I can’t say why no one wants to believe that rape and other sexual assaults occur. I can speculate; I can repeat what studies show. But I do know this: Most people do not want to hear what happened to others. They turn deaf ears on a survivor’s story. It doesn’t actually matter what motivates people to harden their hearts when a survivor attempts to tell their story. The fact that no one wants to listen tells us enough. We close within ourselves. The repulsion reverberates tenfold inside our minds. The pain grows, a cancerous parasite that overwhelms and sickens us.
Only the truly empathetic human can love a shattered soul. I understand the fortitude required to remain despite the damage that the survivor must overcome. My knowledge compels me to praise Russell Ford, the husband of Christine Blasey Ford. He knew. He stayed. He accepted. He endured.
Thus we come to what this experience means to me. Put aside the wretchedness of having a lying sexual predator who disavows his own alcohol struggles assume the robe of a Supreme Court Justice. Do not, for a moment, attend to the wholly unsuitable character of a deeply partisan judge remaining on the bench. Ignore the narcissistic temper tantrum of a job applicant who assumes that he is entitled to the position for which he has applied.
Focus instead on the courage of his accuser. Dr. Blasey Ford came forward despite her fear. She had no hope of personal gain. In fact, she knew that she and her family would be harassed, challenged, and threatened. She strove to keep her name confidential, to avoid the fray. She had no political motivation. She only spoke from a sense of civic duty to disclose potentially disqualifying information. She came forward to provide testimony that could prevent an immoral and abusive man from being appointed to a position which demands that its occupant have an unassailable character.
Her courage gives me hope. I don’t expect that any of my abusers will be in the public light. Some have died. Others faded into the namelessness of personal failure. I don’t expect to ever face the public and answer questions about what I have survived.
But Dr. Blasey Ford showed me something for which I realize I have longed.
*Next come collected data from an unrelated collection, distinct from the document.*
impl SyncController {
    /// Create a controller from initial text.
    ///
    /// The text is kept verbatim; it is only rewritten by later edits.
    pub fn new(text: impl Into<String>, config: SyncConfig) -> Result<Self, ParseError> {
        let text = text.into();
        let (document, format) = parse_document(&text, &config)?;
        debug!(%format, bytes = text.len(), "loaded initial document");
        Ok(Self::from_parts(text, document, format, config))
    }

    /// Create a controller from the built-in sample description.
    pub fn with_sample(config: SyncConfig) -> Result<Self, ParseError> {
        Self::new(sample::PETSTORE_YAML, config)
    }

    fn from_parts(text: String, document: Value, format: Format, config: SyncConfig) -> Self {
        let pending = Debouncer::new(config.debounce());
        Self {
            config,
            text,
            document: Arc::new(document),
            format,
            authority: Authority::Text,
            parse_error: None,
            echo: EchoGuard::default(),
            pending,
            next_listener_id: 1,
            listeners: BTreeMap::new(),
        }
    }

    // ── Accessors ─────────────────────────────────────────────────────────

    /// The text the text surface should display.
    pub fn text(&self) -> &str {
        &self.text
    }

    /// The current document snapshot. Later edits never change it.
    pub fn document(&self) -> Arc<Value> {
        Arc::clone(&self.document)
    }

    pub fn format(&self) -> Format {
        self.format
    }

    pub fn authority(&self) -> Authority {
        self.authority
    }

    pub fn parse_error(&self) -> Option<&ParseError> {
        self.parse_error.as_ref()
    }

    pub fn is_pending(&self) -> bool {
        self.pending.is_pending()
    }

    /// When the pending parse becomes due, for hosts that schedule
    /// [`tick`](Self::tick) instead of polling it.
    pub fn next_deadline(&self) -> Option<Instant> {
        self.pending.deadline()
    }

    pub fn is_echo_armed(&self) -> bool {
        self.echo.is_armed()
    }

    pub fn state(&self) -> SyncState {
        if self.pending.is_pending() {
            SyncState::Pending
        } else if self.parse_error.is_some() {
            SyncState::ParseError
        } else {
            SyncState::Idle
        }
    }

    pub fn config(&self) -> &SyncConfig {
        &self.config
    }

    // ── Listeners ─────────────────────────────────────────────────────────

    pub fn subscribe<F>(&mut self, listener: F) -> u64
    where
        F: FnMut(&SyncEvent) + Send + Sync + 'static,
    {
        let id = self.next_listener_id;
        self.next_listener_id = self.next_listener_id.saturating_add(1);
        self.listeners.insert(id, Box::new(listener));
        id
    }

    pub fn unsubscribe(&mut self, listener_id: u64) -> bool {
        self.listeners.remove(&listener_id).is_some()
    }

    fn emit(&mut self, event: SyncEvent) {
        for listener in self.listeners.values_mut() {
            listener(&event);
        }
    }

    // ── Text surface ──────────────────────────────────────────────────────

    /// Report that the text surface now holds `text`.
    ///
    /// Parsing is deferred until the configured quiet period has passed
    /// without another change; call [`tick`](Self::tick) to fire it.
    pub fn on_text_changed(&mut self, text: impl Into<String>, now: Instant) -> TextChange {
        let text = text.into();
        if self.echo.consume(&text) {
            debug!("ignored echo of published text");
            return TextChange::EchoSuppressed;
        }
        self.text.clone_from(&text);
        self.authority = Authority::Text;
        let coalesced = self.pending.schedule(text, now);
        if coalesced {
            debug!("coalesced text edit into pending parse");
        }
        TextChange::Scheduled { coalesced }
    }

    /// Fire the pending parse if its quiet period has elapsed at `now`.
    ///
    /// Returns `None` when nothing was parsed.
    pub fn tick(&mut self, now: Instant) -> Option<Result<Format, ParseError>> {
        let text = self.pending.poll(now)?;
        Some(self.apply_text(text))
    }

    /// Fire the pending parse immediately.
    pub fn flush(&mut self) -> Option<Result<Format, ParseError>> {
        let text = self.pending.take()?;
        Some(self.apply_text(text))
    }

    /// Replace the text wholesale (file load, paste, sample) and parse it
    /// right away.
    pub fn load_text(&mut self, text: impl Into<String>) -> Result<Format, ParseError> {
        let text = text.into();
        self.pending.cancel();
        self.echo.disarm();
        self.text.clone_from(&text);
        self.authority = Authority::Text;
        self.apply_text(text)
    }

    fn apply_text(&mut self, text: String) -> Result<Format, ParseError> {
        match parse_document(&text, &self.config) {
            Ok((document, format)) => {
                debug!(%format, bytes = text.len(), "parsed text into document");
                self.parse_error = None;
                self.format = format;
                self.replace_document(document, ChangeOrigin::Text);
                Ok(format)
            }
            Err(error) => {
                debug!(%error, "text did not parse; keeping last valid document");
                self.parse_error = Some(error.clone());
                self.emit(SyncEvent::ParseFailed {
                    error: error.clone(),
                });
                Err(error)
            }
        }
    }

    // ── Tree surface ──────────────────────────────────────────────────────

    /// Apply a structural edit and republish the text.
    ///
    /// A parse still waiting for its quiet period is dropped: the edit was
    /// made against the document the user saw, which is newer than that text.
    pub fn apply(&mut self, mutation: &Mutation) {
        if self.pending.cancel() {
            debug!(op = mutation.name(), "structural edit superseded pending parse");
        }
        let next = mutation.apply(&self.document);
        debug!(
            op = mutation.name(),
            path = %docsync_pointer::format_path(mutation.path()),
            "applied structural edit"
        );
        self.authority = Authority::Tree;
        self.parse_error = None;
        self.replace_document(next, ChangeOrigin::Tree);
    }

    /// Replace the whole document from the tree side.
    pub fn set_document(&mut self, document: Value) {
        self.pending.cancel();
        self.authority = Authority::Tree;
        self.parse_error = None;
        self.replace_document(document, ChangeOrigin::Tree);
    }

    /// Rewrite the text in another syntax.
    ///
    /// A pending text edit is parsed first. While the text does not parse,
    /// the user's text is kept and the parse error returned.
    pub fn set_format(&mut self, format: Format) -> Result<(), ParseError> {
        if let Some(Err(error)) = self.flush() {
            return Err(error);
        }
        if let Some(error) = &self.parse_error {
            return Err(error.clone());
        }
        self.format = format;
        self.publish(ChangeOrigin::Tree);
        Ok(())
    }

    // ── Shared ────────────────────────────────────────────────────────────

    fn replace_document(&mut self, document: Value, origin: ChangeOrigin) {
        self.document = Arc::new(document);
        self.emit(SyncEvent::DocumentReplaced {
            document: Arc::clone(&self.document),
            origin,
        });
        self.publish(origin);
    }

    fn publish(&mut self, origin: ChangeOrigin) {
        let options = self.config.serialize_options();
        match codec::serialize(&self.document, self.format, &options) {
            Ok(text) => {
                self.echo.arm(text.clone());
                self.text.clone_from(&text);
                self.emit(SyncEvent::TextPublished {
                    text,
                    format: self.format,
                    origin,
                });
            }
            Err(error) => {
                warn!(
                    %error,
                    format = %self.format,
                    "failed to serialize document; keeping previous text"
                );
                self.emit(SyncEvent::SerializeFailed {
                    message: error.to_string(),
                });
            }
        }
    }
}

fn parse_document(text: &str, config: &SyncConfig) -> Result<(Value, Format), ParseError> {
    let (document, format) = codec::parse(text)?;
    if config.require_mapping_root && !document.is_object() {
        return Err(ParseError::RootNotMapping {
            found: kind_name(&document),
        });
    }
    Ok((document, format))
}

#[cfg(test)]
mod tests {
    use super::*;
    use docsync_pointer::Step;
    use serde_json::json;
    use std::sync::Mutex;
    use std::time::Duration;

    fn compact() -> SyncConfig {
        SyncConfig {
            json_indent: 0,
            ..SyncConfig::default()
        }
    }

    #[test]
    fn initial_text_is_kept_verbatim() {
        let ctl = SyncController::new("{ \"a\" : 1 }", compact()).unwrap();
        assert_eq!(ctl.text(), "{ \"a\" : 1 }");
        assert_eq!(*ctl.document(), json!({"a": 1}));
        assert_eq!(ctl.format(), Format::Json);
        assert_eq!(ctl.state(), SyncState::Idle);
    }

    #[test]
    fn non_mapping_root_rejected() {
        let err = SyncController::new("[1, 2]", compact()).unwrap_err();
        assert_eq!(err, ParseError::RootNotMapping { found: "sequence" });

        let config = SyncConfig {
            require_mapping_root: false,
            ..compact()
        };
        assert!(SyncController::new("[1, 2]", config).is_ok());
    }

    #[test]
    fn text_edit_parses_after_quiet_period() {
        let t0 = Instant::now();
        let mut ctl = SyncController::new("{}", compact()).unwrap();
        assert_eq!(
            ctl.on_text_changed("a: 1\n", t0),
            TextChange::Scheduled { coalesced: false }
        );
        assert_eq!(ctl.state(), SyncState::Pending);
        assert_eq!(ctl.next_deadline(), Some(t0 + Duration::from_millis(300)));
        assert_eq!(ctl.tick(t0 + Duration::from_millis(100)), None);
        assert_eq!(*ctl.document(), json!({}));

        let res = ctl.tick(t0 + Duration::from_millis(300));
        assert_eq!(res, Some(Ok(Format::Yaml)));
        assert_eq!(ctl.next_deadline(), None);
        assert_eq!(*ctl.document(), json!({"a": 1}));
        assert_eq!(ctl.text(), "a: 1\n");
        assert_eq!(ctl.authority(), Authority::Text);
        assert!(ctl.is_echo_armed());
    }

    #[test]
    fn echo_of_parse_republish_is_suppressed_once() {
        let t0 = Instant::now();
        let mut ctl = SyncController::new("{}", compact()).unwrap();
        ctl.on_text_changed("{\"a\": 1}", t0);
        ctl.flush().unwrap().unwrap();
        let published = ctl.text().to_string();
        assert_eq!(published, r#"{"a":1}"#);

        assert_eq!(ctl.on_text_changed(published.clone(), t0), TextChange::EchoSuppressed);
        assert!(!ctl.is_pending());
        assert!(!ctl.is_echo_armed());
        assert_eq!(
            ctl.on_text_changed(published, t0),
            TextChange::Scheduled { coalesced: false }
        );
    }

    #[test]
    fn parse_error_keeps_document_and_user_text() {
        let mut ctl = SyncController::new("{\"a\": 1}", compact()).unwrap();
        ctl.on_text_changed("{\"a\": ", Instant::now());
        let res = ctl.flush().unwrap();
        assert!(res.is_err());
        assert_eq!(*ctl.document(), json!({"a": 1}));
        assert_eq!(ctl.text(), "{\"a\": ");
        assert_eq!(ctl.state(), SyncState::ParseError);
        assert!(!ctl.parse_error().unwrap().to_string().is_empty());
        assert!(!ctl.is_echo_armed());
    }

    #[test]
    fn structural_edit_republishes_in_current_format() {
        let mut ctl = SyncController::new("a:\n  b: 1\n", compact()).unwrap();
        ctl.apply(&Mutation::Update {
            path: vec![Step::key("a"), Step::key("b")],
            value: json!(2),
        });
        assert_eq!(ctl.format(), Format::Yaml);
        assert_eq!(ctl.text(), "a:\n  b: 2\n");
        assert_eq!(ctl.authority(), Authority::Tree);
    }

    #[test]
    fn structural_edit_cancels_pending_parse() {
        let t0 = Instant::now();
        let mut ctl = SyncController::new("{\"a\": 1}", compact()).unwrap();
        ctl.on_text_changed("{\"a\": 5}", t0);
        ctl.apply(&Mutation::Update {
            path: vec![Step::key("b")],
            value: json!(true),
        });
        assert!(!ctl.is_pending());
        assert_eq!(ctl.tick(t0 + Duration::from_secs(1)), None);
        assert_eq!(*ctl.document(), json!({"a": 1, "b": true}));
    }

    #[test]
    fn prior_snapshots_are_untouched() {
        let mut ctl = SyncController::new("{\"a\": 1}", compact()).unwrap();
        let before = ctl.document();
        ctl.apply(&Mutation::Update {
            path: vec![Step::key("a")],
            value: json!(2),
        });
        assert_eq!(*before, json!({"a": 1}));
        assert_eq!(*ctl.document(), json!({"a": 2}));
    }

    #[test]
    fn set_format_converts_text() {
        let mut ctl = SyncController::new("{\"a\": [1]}", compact()).unwrap();
        ctl.set_format(Format::Yaml).unwrap();
        assert_eq!(ctl.text(), "a:\n- 1\n");
        ctl.set_format(Format::Json).unwrap();
        assert_eq!(ctl.text(), r#"{"a":[1]}"#);
    }

    #[test]
    fn set_format_refused_while_text_is_invalid() {
        let mut ctl = SyncController::new("{}", compact()).unwrap();
        ctl.on_text_changed("{", Instant::now());
        assert!(ctl.set_format(Format::Yaml).is_err());
        assert_eq!(ctl.text(), "{");
    }

    #[test]
    fn listeners_receive_events() {
        let seen = Arc::new(Mutex::new(Vec::new()));
        let sink = Arc::clone(&seen);
        let mut ctl = SyncController::new("{}", compact()).unwrap();
        let id = ctl.subscribe(move |event| {
            let label = match event {
                SyncEvent::TextPublished { .. } => "text",
                SyncEvent::DocumentReplaced { .. } => "document",
                SyncEvent::ParseFailed { .. } => "parse_failed",
                SyncEvent::SerializeFailed { .. } => "serialize_failed",
            };
            sink.lock().unwrap().push(label);
        });
        ctl.apply(&Mutation::Update {
            path: vec![Step::key("x")],
            value: json!(1),
        });
        ctl.load_text("{").unwrap_err();
        assert!(ctl.unsubscribe(id));
        ctl.load_text("{}").unwrap();
        assert_eq!(
            *seen.lock().unwrap(),
            vec!["document", "text", "parse_failed"]
        );
    }

    #[test]
    fn sample_loads() {
        let ctl = SyncController::with_sample(SyncConfig::default()).unwrap();
        assert_eq!(ctl.format(), Format::Yaml);
        assert!(ctl.document().get("openapi").is_some());
    }
}
//! `docsync-edit`: apply one structural edit to a JSON or YAML document.
//!
//! Usage:
//!   docsync-edit '<mutation-json>'
//!
//! The document is read from stdin and written to stdout in the same syntax.
//! Example mutation: `{"op":"rename_key","path":["paths"],"old_key":"/a","new_key":"/b"}`.
//! Set `DOCSYNC_CONFIG` to a TOML file to change indentation.

use docsync::cli::apply_mutation;
use docsync::config::SyncConfig;
use std::io::{self, Read, Write};
use tracing::error;

fn main() {
    tracing_subscriber::fmt()
        .with_env_filter(
            tracing_subscriber::EnvFilter::try_from_default_env()
                .unwrap_or_else(|_| tracing_subscriber::EnvFilter::new("warn")),
        )
        .with_writer(io::stderr)
        .init();

    let args: Vec<String> = std::env::args().collect();
    let mutation = match args.get(1) {
        Some(m) => m.clone(),
        None => {
            eprintln!("First argument must be a JSON-encoded mutation.");
            std::process::exit(1);
        }
    };

    let config = match SyncConfig::from_env() {
        Ok(config) => config,
        Err(e) => {
            error!("{e}");
            std::process::exit(1);
        }
    };

    let mut buf = String::new();
    if let Err(e) = io::stdin().read_to_string(&mut buf) {
        error!("{e}");
        std::process::exit(1);
    }

    match apply_mutation(&buf, &mutation, config) {
        Ok(mut result) => {
            if !result.ends_with('\n') {
                result.push('\n');
            }
            if let Err(e) = io::stdout().write_all(result.as_bytes()) {
                error!("{e}");
                std::process::exit(1);
            }
        }
        Err(e) => {
            eprintln!("{e}");
            std::process::exit(1);
        }
    }
}
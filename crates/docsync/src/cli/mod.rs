//! Core logic of the command line tools.
//!
//! - `docsync-edit`: apply one structural edit to a document
//! - `docsync-resolve`: print the node an internal reference names
//!
//! Both read a JSON or YAML document and answer in the same syntax.

use docsync_pointer::{parse_reference, resolve_chain, ReferenceError, Resolution};
use thiserror::Error;

use crate::codec::{self, ParseError, SerializeError};
use crate::config::SyncConfig;
use crate::mutation::Mutation;
use crate::sync::SyncController;

#[derive(Debug, Error)]
pub enum CliError {
    #[error("invalid document: {0}")]
    Parse(#[from] ParseError),
    #[error(transparent)]
    Serialize(#[from] SerializeError),
    #[error("invalid mutation: {0}")]
    Mutation(serde_json::Error),
    #[error(transparent)]
    Reference(#[from] ReferenceError),
    #[error("reference not found: {0}")]
    NotFound(String),
    #[error("circular reference: {}", .0.join(" -> "))]
    Circular(Vec<String>),
}

/// Apply the JSON-encoded `mutation` to `document` and return the new text.
pub fn apply_mutation(
    document: &str,
    mutation: &str,
    config: SyncConfig,
) -> Result<String, CliError> {
    let mutation: Mutation = serde_json::from_str(mutation).map_err(CliError::Mutation)?;
    let mut controller = SyncController::new(document, config)?;
    controller.apply(&mutation);
    Ok(controller.text().to_string())
}

/// Resolve `reference` in `document`, following `$ref` hops, and return the
/// target serialized in the document's syntax.
pub fn resolve_reference(
    document: &str,
    reference: &str,
    config: &SyncConfig,
) -> Result<String, CliError> {
    parse_reference(reference)?;
    let (doc, format) = codec::parse(document)?;
    match resolve_chain(&doc, reference) {
        Resolution::Found { node, .. } => {
            Ok(codec::serialize(node, format, &config.serialize_options())?)
        }
        Resolution::NotFound => Err(CliError::NotFound(reference.to_string())),
        Resolution::Circular { chain } => Err(CliError::Circular(chain)),
    }
}
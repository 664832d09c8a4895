//! Text/tree synchronization and structural editing for API description
//! documents written in JSON or YAML.
//!
//! - [`codec`] parses text into a document and writes it back.
//! - [`mutation`] holds the pure structural edits a form surface issues.
//! - [`sync`] keeps the raw text and the document consistent while both are
//!   edited.
//! - [`view`] projects a document into the tree a form renders, expanding
//!   internal references.
//!
//! Paths and reference resolution live in [`pointer`].
//!
//! # Example
//!
//! ```
//! use docsync::{Mutation, SyncConfig, SyncController};
//! use docsync::pointer::Step;
//! use serde_json::json;
//!
//! let config = SyncConfig { json_indent: 0, ..SyncConfig::default() };
//! let mut sync = SyncController::new(r#"{"a":{"b":1}}"#, config).unwrap();
//! sync.apply(&Mutation::Update {
//!     path: vec![Step::key("a"), Step::key("b")],
//!     value: json!(2),
//! });
//! assert_eq!(sync.text(), r#"{"a":{"b":2}}"#);
//! ```

pub mod cli;
pub mod codec;
pub mod config;
pub mod mutation;
pub mod sample;
pub mod sync;
pub mod view;

pub use docsync_pointer as pointer;

pub use codec::{Format, ParseError, SerializeError, SerializeOptions};
pub use config::{ConfigError, SyncConfig};
pub use mutation::Mutation;
pub use sync::{Authority, ChangeOrigin, SyncController, SyncEvent, SyncState, TextChange};
pub use view::{project, FormKind, FormNode};
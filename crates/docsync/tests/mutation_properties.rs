use docsync::codec::{parse, serialize, Format, SerializeOptions};
use docsync::mutation::{remove_item, toggle_required, update};
use docsync::pointer::{get, Step};
use proptest::prelude::*;
use serde_json::{Map, Value};

fn arb_scalar() -> impl Strategy<Value = Value> {
    prop_oneof![
        Just(Value::Null),
        any::<bool>().prop_map(Value::Bool),
        any::<i64>().prop_map(Value::from),
        "[a-z]{0,8}".prop_map(Value::String),
    ]
}

fn arb_value() -> impl Strategy<Value = Value> {
    arb_scalar().prop_recursive(3, 24, 4, |inner| {
        prop_oneof![
            prop::collection::vec(inner.clone(), 0..4).prop_map(Value::Array),
            prop::collection::vec(("[a-z]{1,6}", inner), 0..4)
                .prop_map(|entries| Value::Object(entries.into_iter().collect::<Map<_, _>>())),
        ]
    })
}

fn arb_document() -> impl Strategy<Value = Value> {
    prop::collection::vec(("[a-z]{1,6}", arb_value()), 0..5)
        .prop_map(|entries| Value::Object(entries.into_iter().collect::<Map<_, _>>()))
}

fn arb_path() -> impl Strategy<Value = Vec<Step>> {
    prop::collection::vec(
        prop_oneof!["[a-z]{1,6}".prop_map(Step::Key), (0usize..3).prop_map(Step::Index)],
        1..4,
    )
}

proptest! {
    #[test]
    fn json_text_round_trips(doc in arb_document(), indent in 0usize..4) {
        let options = SerializeOptions { json_indent: indent };
        let text = serialize(&doc, Format::Json, &options).unwrap();
        let (back, format) = parse(&text).unwrap();
        prop_assert_eq!(format, Format::Json);
        prop_assert_eq!(back, doc);
    }

    #[test]
    fn yaml_text_round_trips(doc in arb_document()) {
        let text = serialize(&doc, Format::Yaml, &SerializeOptions::default()).unwrap();
        let (back, _) = parse(&text).unwrap();
        prop_assert_eq!(back, doc);
    }

    #[test]
    fn update_then_get_reads_value(
        doc in arb_document(),
        path in arb_path(),
        value in arb_value(),
    ) {
        let next = update(&doc, &path, value.clone());
        prop_assert_eq!(get(&next, &path), Some(&value));
    }

    #[test]
    fn update_never_changes_input(
        doc in arb_document(),
        path in arb_path(),
        value in arb_value(),
    ) {
        let before = doc.clone();
        let _ = update(&doc, &path, value);
        prop_assert_eq!(doc, before);
    }

    #[test]
    fn update_at_any_index_is_total(
        doc in arb_document(),
        key in "[a-z]{1,6}",
        index in prop_oneof![0usize..2048, any::<usize>()],
        value in arb_scalar(),
    ) {
        let path = [Step::Key(key), Step::Index(index)];
        let next = update(&doc, &path, value.clone());
        if get(&next, &path) != Some(&value) {
            prop_assert_eq!(next, doc);
        }
    }

    #[test]
    fn remove_shifts_later_elements(
        items in prop::collection::vec(arb_scalar(), 1..6),
        pick in 0usize..6,
    ) {
        let pick = pick % items.len();
        let doc = serde_json::json!({ "list": items.clone() });
        let next = remove_item(&doc, &[Step::key("list"), Step::index(pick)]);
        let mut expected = items;
        expected.remove(pick);
        prop_assert_eq!(&next["list"], &Value::Array(expected));
    }

    #[test]
    fn toggle_required_is_idempotent(key in "[a-z]{1,6}", on in any::<bool>()) {
        let doc = serde_json::json!({"s": {"type": "object", "required": ["id"]}});
        let path = [Step::key("s")];
        let once = toggle_required(&doc, &path, &key, on);
        let twice = toggle_required(&once, &path, &key, on);
        prop_assert_eq!(&once, &twice);
        let member = once["s"]
            .get("required")
            .and_then(Value::as_array)
            .map(|items| items.iter().any(|item| item.as_str() == Some(key.as_str())))
            .unwrap_or(false);
        prop_assert_eq!(member, on);
    }
}
//! Type definitions for document paths.

use serde::{Deserialize, Serialize};
use std::borrow::Cow;
use std::fmt;

/// A step in a document path.
///
/// Either a mapping key or a sequence index. Serialized untagged, so a path
/// reads as `["paths", "/pets", 0]` in JSON payloads.
#[derive(Debug, Clone, PartialEq, Eq, PartialOrd, Ord, Hash, Serialize, Deserialize)]
#[serde(untagged)]
pub enum Step {
    Index(usize),
    Key(String),
}

/// A path from the document root.
pub type Path = Vec<Step>;

impl Step {
    /// Create a key step.
    pub fn key(k: impl Into<String>) -> Self {
        Step::Key(k.into())
    }

    /// Create an index step.
    pub fn index(i: usize) -> Self {
        Step::Index(i)
    }

    /// Parse one reference token. Canonical decimal integers become
    /// [`Step::Index`], everything else is a [`Step::Key`].
    pub fn from_token(token: &str) -> Self {
        if is_valid_index(token) {
            if let Ok(idx) = token.parse() {
                return Step::Index(idx);
            }
        }
        Step::Key(token.to_string())
    }

    /// The step as a mapping key. Indices are rendered in decimal, so
    /// `Index(200)` addresses the `"200"` entry of a mapping.
    pub fn as_key(&self) -> Cow<'_, str> {
        match self {
            Step::Key(k) => Cow::Borrowed(k),
            Step::Index(i) => Cow::Owned(i.to_string()),
        }
    }

    /// The step as a sequence index, if it can be one.
    pub fn as_index(&self) -> Option<usize> {
        match self {
            Step::Index(i) => Some(*i),
            Step::Key(k) if is_valid_index(k) => k.parse().ok(),
            Step::Key(_) => None,
        }
    }

    pub fn is_index(&self) -> bool {
        matches!(self, Step::Index(_))
    }
}

impl fmt::Display for Step {
    fn fmt(&self, f: &mut fmt::Formatter<'_>) -> fmt::Result {
        match self {
            Step::Key(k) => f.write_str(k),
            Step::Index(i) => write!(f, "{i}"),
        }
    }
}

impl From<&str> for Step {
    fn from(s: &str) -> Self {
        Step::Key(s.to_owned())
    }
}

impl From<String> for Step {
    fn from(s: String) -> Self {
        Step::Key(s)
    }
}

impl From<usize> for Step {
    fn from(i: usize) -> Self {
        Step::Index(i)
    }
}

/// Check if a string is a canonical non-negative decimal index.
///
/// `"0"` and `"12"` are, `"01"`, `"-1"` and `"1.5"` are not.
pub fn is_valid_index(index: &str) -> bool {
    if index.is_empty() {
        return false;
    }
    let bytes = index.as_bytes();
    if bytes.len() > 1 && bytes[0] == b'0' {
        return false;
    }
    bytes.iter().all(|b| b.is_ascii_digit())
}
She showed me that one could survive sexual assault and still be lovable. One can walk through the putrid taint of demoralizing infamy and endure. I don’ t know if Dr. Blasey Ford’s demons still haunt her. I cannot tell whether she feels the shame which I imagine she felt for many years, or the terror, though she suggested that she does. But she stepped forward; she spoke; and so, in the end, she showed all of us that we can be survivors; that we can cast aside the mantle of victimhood; that we can walk through the storm; that our abusers do not have to win. She showed us that all of this remains true, even in the face of eleven stony men who pretend to listen, but who clearly do not, and will not, believe us.